Prompt => Range to output from the entries below: the line containing "pub mod policy;" through the line containing "optional query results". Set it down exactly, ends included, nothing else.

(Stored items from a collection)
....
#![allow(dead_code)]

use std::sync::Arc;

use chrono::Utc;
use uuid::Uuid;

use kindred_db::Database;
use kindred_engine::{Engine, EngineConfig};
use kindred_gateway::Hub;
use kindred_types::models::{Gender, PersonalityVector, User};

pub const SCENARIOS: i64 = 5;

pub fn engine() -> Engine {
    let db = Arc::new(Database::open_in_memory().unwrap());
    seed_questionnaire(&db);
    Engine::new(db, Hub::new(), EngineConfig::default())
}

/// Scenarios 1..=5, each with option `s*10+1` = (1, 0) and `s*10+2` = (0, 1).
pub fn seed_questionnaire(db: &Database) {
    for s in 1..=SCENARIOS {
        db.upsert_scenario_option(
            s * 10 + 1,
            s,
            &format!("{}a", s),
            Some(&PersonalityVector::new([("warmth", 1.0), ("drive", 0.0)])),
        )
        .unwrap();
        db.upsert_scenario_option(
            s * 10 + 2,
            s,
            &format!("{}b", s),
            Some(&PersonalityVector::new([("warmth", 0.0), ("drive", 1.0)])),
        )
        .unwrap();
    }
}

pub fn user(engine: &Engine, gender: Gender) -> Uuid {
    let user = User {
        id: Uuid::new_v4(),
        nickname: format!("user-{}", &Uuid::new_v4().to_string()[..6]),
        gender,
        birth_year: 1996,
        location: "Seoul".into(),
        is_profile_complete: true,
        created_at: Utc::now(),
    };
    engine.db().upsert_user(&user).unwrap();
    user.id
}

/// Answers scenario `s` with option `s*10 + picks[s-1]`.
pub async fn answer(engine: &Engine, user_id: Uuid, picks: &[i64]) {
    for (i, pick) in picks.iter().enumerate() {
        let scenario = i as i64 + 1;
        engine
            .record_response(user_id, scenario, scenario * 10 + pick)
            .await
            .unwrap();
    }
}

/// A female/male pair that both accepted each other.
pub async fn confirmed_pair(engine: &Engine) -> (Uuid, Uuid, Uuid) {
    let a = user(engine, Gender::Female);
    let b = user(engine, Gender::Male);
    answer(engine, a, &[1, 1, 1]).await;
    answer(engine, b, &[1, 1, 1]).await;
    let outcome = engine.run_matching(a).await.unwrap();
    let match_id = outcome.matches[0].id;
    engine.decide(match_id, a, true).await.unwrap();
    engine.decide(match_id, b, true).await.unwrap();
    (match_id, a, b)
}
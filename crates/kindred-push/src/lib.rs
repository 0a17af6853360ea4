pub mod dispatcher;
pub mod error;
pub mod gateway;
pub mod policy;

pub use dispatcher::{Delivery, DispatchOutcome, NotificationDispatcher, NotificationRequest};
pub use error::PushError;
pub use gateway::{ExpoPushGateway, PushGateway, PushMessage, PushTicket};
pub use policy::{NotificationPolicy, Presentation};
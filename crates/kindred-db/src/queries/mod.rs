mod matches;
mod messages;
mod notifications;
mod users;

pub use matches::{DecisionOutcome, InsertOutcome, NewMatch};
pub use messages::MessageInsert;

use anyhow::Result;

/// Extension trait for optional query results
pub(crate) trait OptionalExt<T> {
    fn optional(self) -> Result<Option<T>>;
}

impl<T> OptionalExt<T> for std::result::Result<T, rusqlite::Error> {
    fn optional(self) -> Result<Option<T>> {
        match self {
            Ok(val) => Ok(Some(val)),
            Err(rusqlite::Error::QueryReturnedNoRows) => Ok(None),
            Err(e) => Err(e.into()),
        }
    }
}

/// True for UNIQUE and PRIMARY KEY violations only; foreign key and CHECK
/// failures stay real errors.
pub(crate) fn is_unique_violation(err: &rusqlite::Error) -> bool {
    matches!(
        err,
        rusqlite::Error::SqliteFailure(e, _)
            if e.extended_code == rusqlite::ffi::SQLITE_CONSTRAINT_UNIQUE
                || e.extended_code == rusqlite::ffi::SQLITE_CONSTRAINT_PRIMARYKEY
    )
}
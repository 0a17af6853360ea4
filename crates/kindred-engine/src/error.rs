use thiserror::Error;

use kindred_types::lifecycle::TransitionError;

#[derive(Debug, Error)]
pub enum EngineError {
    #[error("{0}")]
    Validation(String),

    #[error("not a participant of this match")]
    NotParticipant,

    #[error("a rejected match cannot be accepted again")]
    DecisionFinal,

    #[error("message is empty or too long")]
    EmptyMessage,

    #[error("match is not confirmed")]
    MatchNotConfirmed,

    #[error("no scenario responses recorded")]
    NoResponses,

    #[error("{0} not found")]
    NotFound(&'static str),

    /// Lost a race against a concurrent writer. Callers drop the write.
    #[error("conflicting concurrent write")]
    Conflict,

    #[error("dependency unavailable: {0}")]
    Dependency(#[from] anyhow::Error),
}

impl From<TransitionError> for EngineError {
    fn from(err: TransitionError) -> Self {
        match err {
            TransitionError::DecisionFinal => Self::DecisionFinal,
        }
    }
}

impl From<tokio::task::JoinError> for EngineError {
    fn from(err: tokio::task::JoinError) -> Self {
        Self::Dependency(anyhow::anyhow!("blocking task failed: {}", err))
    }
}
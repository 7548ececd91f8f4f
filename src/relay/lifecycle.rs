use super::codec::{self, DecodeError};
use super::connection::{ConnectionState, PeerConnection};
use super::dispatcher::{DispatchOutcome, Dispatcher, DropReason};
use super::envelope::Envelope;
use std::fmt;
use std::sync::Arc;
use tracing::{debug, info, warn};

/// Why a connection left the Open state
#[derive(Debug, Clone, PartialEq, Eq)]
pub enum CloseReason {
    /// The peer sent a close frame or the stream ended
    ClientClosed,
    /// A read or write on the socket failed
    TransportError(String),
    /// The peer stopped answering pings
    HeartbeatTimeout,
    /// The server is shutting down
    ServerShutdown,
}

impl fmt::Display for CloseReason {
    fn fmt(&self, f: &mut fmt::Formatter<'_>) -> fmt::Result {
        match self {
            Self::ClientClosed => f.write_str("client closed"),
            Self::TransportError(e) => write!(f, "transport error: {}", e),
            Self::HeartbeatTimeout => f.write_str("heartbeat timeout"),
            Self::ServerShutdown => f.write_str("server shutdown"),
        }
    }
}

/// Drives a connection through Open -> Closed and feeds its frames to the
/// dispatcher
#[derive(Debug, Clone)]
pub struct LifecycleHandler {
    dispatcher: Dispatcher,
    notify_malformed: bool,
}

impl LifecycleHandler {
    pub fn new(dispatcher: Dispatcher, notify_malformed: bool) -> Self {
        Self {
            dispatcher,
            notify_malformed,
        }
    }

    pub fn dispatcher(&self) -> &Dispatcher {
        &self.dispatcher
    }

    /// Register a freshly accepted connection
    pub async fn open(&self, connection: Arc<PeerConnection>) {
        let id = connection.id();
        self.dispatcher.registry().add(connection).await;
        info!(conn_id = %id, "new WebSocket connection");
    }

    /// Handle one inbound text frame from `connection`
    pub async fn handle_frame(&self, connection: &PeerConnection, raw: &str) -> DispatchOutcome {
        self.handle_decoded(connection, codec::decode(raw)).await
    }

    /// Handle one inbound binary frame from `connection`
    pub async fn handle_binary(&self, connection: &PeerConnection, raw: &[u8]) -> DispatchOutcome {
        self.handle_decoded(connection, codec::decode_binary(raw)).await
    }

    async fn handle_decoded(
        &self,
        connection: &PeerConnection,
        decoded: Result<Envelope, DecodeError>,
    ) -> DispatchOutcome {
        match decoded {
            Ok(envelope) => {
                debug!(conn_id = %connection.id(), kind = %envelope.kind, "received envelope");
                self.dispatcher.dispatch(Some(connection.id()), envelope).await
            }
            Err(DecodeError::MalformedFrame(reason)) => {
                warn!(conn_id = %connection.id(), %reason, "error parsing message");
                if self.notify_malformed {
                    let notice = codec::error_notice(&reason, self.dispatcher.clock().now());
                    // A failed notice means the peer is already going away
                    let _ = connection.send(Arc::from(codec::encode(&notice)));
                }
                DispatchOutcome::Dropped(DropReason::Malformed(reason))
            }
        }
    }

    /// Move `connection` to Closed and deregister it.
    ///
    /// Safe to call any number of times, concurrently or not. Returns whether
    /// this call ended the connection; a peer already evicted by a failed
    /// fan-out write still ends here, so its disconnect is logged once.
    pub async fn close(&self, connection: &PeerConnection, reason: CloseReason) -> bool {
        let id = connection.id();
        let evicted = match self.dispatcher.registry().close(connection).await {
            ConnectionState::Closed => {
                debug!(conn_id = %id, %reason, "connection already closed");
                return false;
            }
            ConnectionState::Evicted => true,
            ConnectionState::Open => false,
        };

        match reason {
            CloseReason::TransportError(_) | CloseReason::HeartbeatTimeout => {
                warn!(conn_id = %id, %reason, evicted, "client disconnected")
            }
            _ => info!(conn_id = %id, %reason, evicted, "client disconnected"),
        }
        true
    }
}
....
Completed task =>
pub mod policy;

pub use dispatcher::{Delivery, DispatchOutcome, NotificationDispatcher, NotificationRequest};
pub use error::PushError;
pub use gateway::{ExpoPushGateway, PushGateway, PushMessage, PushTicket};
pub use policy::{NotificationPolicy, Presentation};
filename crates/kindred-db/src/queries/mod.rs
mod matches;
mod messages;
mod notifications;
mod users;

pub use matches::{DecisionOutcome, InsertOutcome, NewMatch};
pub use messages::MessageInsert;

use anyhow::Result;

/// Extension trait for optional query results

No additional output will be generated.